[13日 ロイター] - 資産家ケン・グリフィン氏が率いる米ヘッジファンド大手シタデルが、香港から中核的なリサーチャーの一部を異動させたと、フィナンシャル・タイムズ(FT)紙が13日報じた。

香港は長年にわたり中国と他の世界をつなぐ架け橋としての地位を確立しており、ゴールドマン・サックスやモルガン・スタンレー、ジェーン・ストリートといった米金融機関にとって重要な地域拠点となっている。

FT紙は関係筋の話として、マイアミに本拠を置くシタデルは、香港拠点のグローバル・クオンタティブ・ストラテジーズ(GQS)チームのメンバーに対し、ここ数カ月の間に異動か退職かの選択を迫ったと伝えた。通告を受けたリサーチャーの一部はシンガポールまたはマイアミへの異動を受け入れたが、退職した人もいるという。

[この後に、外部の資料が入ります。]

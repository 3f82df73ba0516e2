use gloo_net::http::Request;
use serde::Deserialize;
use web_sys::{FormData, HtmlFormElement};

use crate::error::{js_message, SubmitError};

/// Delivers the form somewhere. Resolves `Ok` only for an accepted
/// submission.
#[allow(async_fn_in_trait)]
pub trait Transport {
    async fn send(&self) -> Result<(), SubmitError>;
}

/// Multipart POST of the live form to its `action` URL (a hosted form
/// service such as Formspree).
pub struct FormPost {
    form: HtmlFormElement,
}

impl FormPost {
    pub fn new(form: HtmlFormElement) -> Self {
        Self { form }
    }
}

impl Transport for FormPost {
    async fn send(&self) -> Result<(), SubmitError> {
        let body = FormData::new_with_form(&self.form)
            .map_err(|e| SubmitError::Encode(js_message(&e)))?;
        let endpoint = self.form.action();

        let response = Request::post(&endpoint)
            .header("Accept", "application/json")
            .body(body)
            .send()
            .await
            .map_err(|e| SubmitError::Network(e.to_string()))?;

        let status = response.status();
        if is_success(status) {
            return Ok(());
        }
        let body = response.text().await.unwrap_or_default();
        Err(SubmitError::Rejected {
            status,
            detail: rejection_detail(&body),
        })
    }
}

pub fn is_success(status: u16) -> bool {
    (200..300).contains(&status)
}

#[derive(Deserialize)]
struct ErrorResponse {
    #[serde(default)]
    error: Option<String>,
    #[serde(default)]
    errors: Vec<FieldError>,
}

#[derive(Deserialize)]
struct FieldError {
    message: String,
    #[serde(default)]
    field: Option<String>,
}

/// Human-readable reason from a JSON error body, if there is one.
pub fn rejection_detail(body: &str) -> Option<String> {
    let parsed: ErrorResponse = serde_json::from_str(body).ok()?;
    if !parsed.errors.is_empty() {
        let joined = parsed
            .errors
            .iter()
            .map(|e| match &e.field {
                Some(field) => format!("{}: {}", field, e.message),
                None => e.message.clone(),
            })
            .collect::<Vec<_>>()
            .join("; ");
        return Some(joined);
    }
    parsed.error.filter(|e| !e.is_empty())
}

FTは、理由の一つとして、データセキュリティーへの懸念を挙げた。

ただ、シタデルはFTに対し、異動は「グローバルなコロケーション(人材配置)戦略」の一環であり、データセキュリティーを巡る懸念とは無関係と説明。香港とシンガポールの両拠点でクオンタティブリサーチャーの採用を継続しているとした。